// Copyright (c) 2024-2025 DeepGraph Inc.
// SPDX-License-Identifier: Apache-2.0
//
//! Per-transaction cache of materialized catalog objects
//!
//! Lives inside a [`TransactionContext`](crate::txn::TransactionContext) and is
//! dropped with it, so cached objects never outlive the snapshot they were
//! read under. Table objects hang off their database: evicting a database
//! evicts its tables too.

use super::providers::database::DatabaseCatalogObject;
use super::providers::table::TableCatalogObject;
use crate::types::Oid;
use parking_lot::RwLock;
use std::collections::HashMap;
use std::sync::atomic::{AtomicU64, Ordering};
use std::sync::Arc;

#[derive(Debug, Default)]
pub struct CatalogCache {
    databases: RwLock<HashMap<Oid, Arc<DatabaseCatalogObject>>>,
    database_names: RwLock<HashMap<String, Oid>>,
    tables: RwLock<HashMap<Oid, Arc<TableCatalogObject>>>,
    /// (database oid, table name) -> table oid
    table_names: RwLock<HashMap<(Oid, String), Oid>>,
    hits: AtomicU64,
    misses: AtomicU64,
}

/// Hit/miss counters
#[derive(Debug, Clone, Copy, PartialEq, Eq, Default)]
pub struct CacheStats {
    pub hits: u64,
    pub misses: u64,
}

impl CatalogCache {
    /// Returns false if an object with the same oid was already cached
    pub fn insert_database(&self, object: Arc<DatabaseCatalogObject>) -> bool {
        let mut databases = self.databases.write();
        if databases.contains_key(&object.database_oid) {
            return false;
        }
        self.database_names
            .write()
            .insert(object.database_name.clone(), object.database_oid);
        databases.insert(object.database_oid, object);
        true
    }

    pub fn get_database(&self, oid: Oid) -> Option<Arc<DatabaseCatalogObject>> {
        let found = self.databases.read().get(&oid).cloned();
        self.count(found.is_some());
        found
    }

    pub fn get_database_by_name(&self, name: &str) -> Option<Arc<DatabaseCatalogObject>> {
        let oid = self.database_names.read().get(name).copied();
        let found = oid.and_then(|oid| self.databases.read().get(&oid).cloned());
        self.count(found.is_some());
        found
    }

    /// Returns false if nothing was cached under `oid`
    pub fn evict_database(&self, oid: Oid) -> bool {
        self.evict_tables_of_database(oid);
        match self.databases.write().remove(&oid) {
            Some(object) => {
                self.database_names.write().remove(&object.database_name);
                true
            }
            None => false,
        }
    }

    /// Returns false if an object with the same oid was already cached
    pub fn insert_table(&self, object: Arc<TableCatalogObject>) -> bool {
        let mut tables = self.tables.write();
        if tables.contains_key(&object.table_oid) {
            return false;
        }
        self.table_names.write().insert(
            (object.database_oid, object.table_name.clone()),
            object.table_oid,
        );
        tables.insert(object.table_oid, object);
        true
    }

    pub fn get_table(&self, oid: Oid) -> Option<Arc<TableCatalogObject>> {
        let found = self.tables.read().get(&oid).cloned();
        self.count(found.is_some());
        found
    }

    pub fn get_table_by_name(
        &self,
        database_oid: Oid,
        table_name: &str,
    ) -> Option<Arc<TableCatalogObject>> {
        let oid = self
            .table_names
            .read()
            .get(&(database_oid, table_name.to_string()))
            .copied();
        let found = oid.and_then(|oid| self.tables.read().get(&oid).cloned());
        self.count(found.is_some());
        found
    }

    /// Cached tables of one database, ordered by oid; never scans
    pub fn tables_of_database(&self, database_oid: Oid) -> Vec<Arc<TableCatalogObject>> {
        let mut tables: Vec<_> = self
            .tables
            .read()
            .values()
            .filter(|t| t.database_oid == database_oid)
            .cloned()
            .collect();
        tables.sort_by_key(|t| t.table_oid);
        tables
    }

    /// Returns false if nothing was cached under `oid`
    pub fn evict_table(&self, oid: Oid) -> bool {
        match self.tables.write().remove(&oid) {
            Some(object) => {
                self.table_names
                    .write()
                    .remove(&(object.database_oid, object.table_name.clone()));
                true
            }
            None => false,
        }
    }

    /// Number of table objects evicted
    pub fn evict_tables_of_database(&self, database_oid: Oid) -> usize {
        let mut tables = self.tables.write();
        let before = tables.len();
        tables.retain(|_, t| t.database_oid != database_oid);
        self.table_names
            .write()
            .retain(|(db, _), _| *db != database_oid);
        before - tables.len()
    }

    pub fn clear(&self) {
        self.databases.write().clear();
        self.database_names.write().clear();
        self.tables.write().clear();
        self.table_names.write().clear();
    }

    pub fn stats(&self) -> CacheStats {
        CacheStats {
            hits: self.hits.load(Ordering::Relaxed),
            misses: self.misses.load(Ordering::Relaxed),
        }
    }

    fn count(&self, hit: bool) {
        let counter = if hit { &self.hits } else { &self.misses };
        counter.fetch_add(1, Ordering::Relaxed);
    }
}
// Copyright (c) 2024-2025 DeepGraph Inc.
// SPDX-License-Identifier: Apache-2.0
//
//! Storage error types and row identifiers

use super::persistent::StorageDriverError;
use thiserror::Error;

/// Physical position of a row inside its table, in insertion order
pub type RowId = u64;

/// Error types for table storage operations
#[derive(Error, Debug)]
pub enum StorageError {
    #[error("Storage driver error: {0}")]
    Driver(#[from] StorageDriverError),

    #[error("Corrupted row {row_id} in table '{table}': {reason}")]
    Corrupted {
        table: String,
        row_id: RowId,
        reason: String,
    },

    #[error("Serialization error: {0}")]
    Serialization(String),

    #[error("Schema mismatch: {0}")]
    SchemaMismatch(String),

    #[error("NOT NULL constraint violated on column '{0}'")]
    NotNullViolation(String),

    #[error("Value too long for column '{column}' (max {max})")]
    ValueTooLong { column: String, max: usize },

    #[error("Duplicate key {key} violates unique index '{index}'")]
    UniqueViolation { index: String, key: String },

    #[error("Write conflict on row {row_id} of table '{table}'")]
    WriteConflict { table: String, row_id: RowId },

    #[error("Index '{0}' already exists")]
    DuplicateIndex(String),

    #[error("Index set of table '{0}' is sealed")]
    IndexesSealed(String),

    #[error("Index not found: {0}")]
    IndexNotFound(String),
}

impl From<bincode::Error> for StorageError {
    fn from(err: bincode::Error) -> Self {
        StorageError::Serialization(err.to_string())
    }
}
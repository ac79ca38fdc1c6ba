// Copyright (c) 2024-2025 DeepGraph Inc.
// SPDX-License-Identifier: Apache-2.0
//
//! System catalogs
//!
//! Engine metadata lives in ordinary transactional tables. Every catalog
//! wraps one such table through [`AbstractCatalog`] and shares a single
//! [`CatalogRegistry`]; [`SystemCatalogs`] builds and owns them all.

pub mod abstract_catalog;
pub mod cache;
pub mod constants;
pub mod ddl;
pub mod error;
pub mod manager;
pub mod providers;
pub mod registry;
pub mod traits;

pub use abstract_catalog::AbstractCatalog;
pub use cache::{CacheStats, CatalogCache};
pub use error::{CatalogError, CatalogResult, ErrorKind, ResultType};
pub use manager::{CatalogInfo, SystemCatalogs};
pub use providers::{
    DatabaseCatalog, DatabaseCatalogObject, SchemaCatalog, SchemaCatalogObject, TableCatalog,
    TableCatalogObject, TriggerCatalog,
};
pub use registry::CatalogRegistry;
pub use traits::{CatalogProvider, CatalogSchema, TriggerCacheInvalidation};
────────────────
§ Problem description
Look through the data above. Find each line with the string "AbstractCatalog" and copy it.

§ Result for this exercise
//! wraps one such table through [`AbstractCatalog`] and shares a single
pub use abstract_catalog::AbstractCatalog;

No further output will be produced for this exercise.